We decided to ask a bit more about this, so we reached out to officials of Smarter Balanced. Executive Director Joe Willhoft confirmed for us that Alaska did not adopt the common core; instead, it has its own state standards.

To determine if Alaska could participate in the consortium, “an independent analysis was required to ensure that their standards were substantially the same” as the common standards adopted by the other states, Willhoft told me in an email. “That analysis demonstrated that the Alaska standards are similar enough to the [Common Core State Standards] that ... an assessment aligned to [the common core] could be used as a valid assessment in Alaska.”

Facilitating this membership were two key amendments to Smarter Balanced’s governance document, SBAC spokesman Eddie Arnold explained in an email.
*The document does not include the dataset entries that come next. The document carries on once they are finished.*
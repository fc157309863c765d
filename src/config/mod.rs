//! Configuration module.
//!
//! Settings resolve through defaults → config file → environment → CLI.

pub mod keybindings;
pub mod loader;

pub use keybindings::KeyBindings;
pub use loader::{
    apply_cli_overrides, apply_env_overrides, default_config_path, default_log_path,
    load_config_file, load_config_with_precedence, merge_config, ConfigError, ConfigFile,
    ResolvedConfig,
};

use crate::state::SessionSettings;
use crate::transport::SerialTransport;

impl ResolvedConfig {
    /// Session settings for this configuration.
    pub fn session_settings(&self, debug: bool) -> SessionSettings {
        SessionSettings {
            rate: self.frame_rate,
            transmit_mode: self.transmit_mode,
            output: self.output,
            debug,
        }
    }

    /// Serial transport probing the configured device range.
    pub fn serial_transport(&self) -> SerialTransport {
        SerialTransport::new(
            self.device_prefix.clone(),
            self.connect_attempts,
            self.device_scan_limit,
        )
    }
}

#[cfg(test)]
mod tests {
    use super::*;
    use crate::transmit::{FrameRate, OutputMode, TransmitMode};

    #[test]
    fn session_settings_carry_resolved_values() {
        let config = ResolvedConfig {
            frame_rate: FrameRate::new(20).unwrap(),
            transmit_mode: TransmitMode::Blocking,
            output: OutputMode::Serial,
            ..ResolvedConfig::default()
        };

        let settings = config.session_settings(true);

        assert_eq!(settings.rate.fps(), 20);
        assert_eq!(settings.transmit_mode, TransmitMode::Blocking);
        assert_eq!(settings.output, OutputMode::Serial);
        assert!(settings.debug);
    }
}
They were undertaken in consultation with the U.S. Department of Education, which is funding the assessment work.

A September 2012 revision to section II.A of the document allows states to join the consortium if they have adopted “college and career ready standards” in English/language arts and math.

Another revision to the same section, undertaken last month, clarifies that if a state seeks consortium membership through that route, it must demonstrate that its own standards are “substantially identical to standards adopted by all states across the consortium and that any additional content standards do not comprise more than 15 percent of the state’s total standards for that content area.”

Those changes reflect the requirements in the U.S. Department of Education’s original Notice Inviting Applications for the Race to the Top assessment funding, Arnold said.

That notice, originally issued in April 2010, says in its eligibility section that to belong to a consortium, a state must “adopt a common set of college- and career-ready standards (as defined in this notice)” by the end of 2011.

In its definitions section, the notice says, among other things, that a “common set of college- and career-ready standards” means a set that is “substantially identical across all states in the consortium.”

The other consortium, PARCC, which Alaska had also approached last year about potential membership, conveyed to the state that its Memorandum of Understanding requires that a state adopt a “common set of college and career ready standards,” according to PARCC spokesman Chad Colby. He added, however, that while this is currently applicable, PARCC, since it has reorganized as a nonprofit, “may choose to amend these rules at any time.”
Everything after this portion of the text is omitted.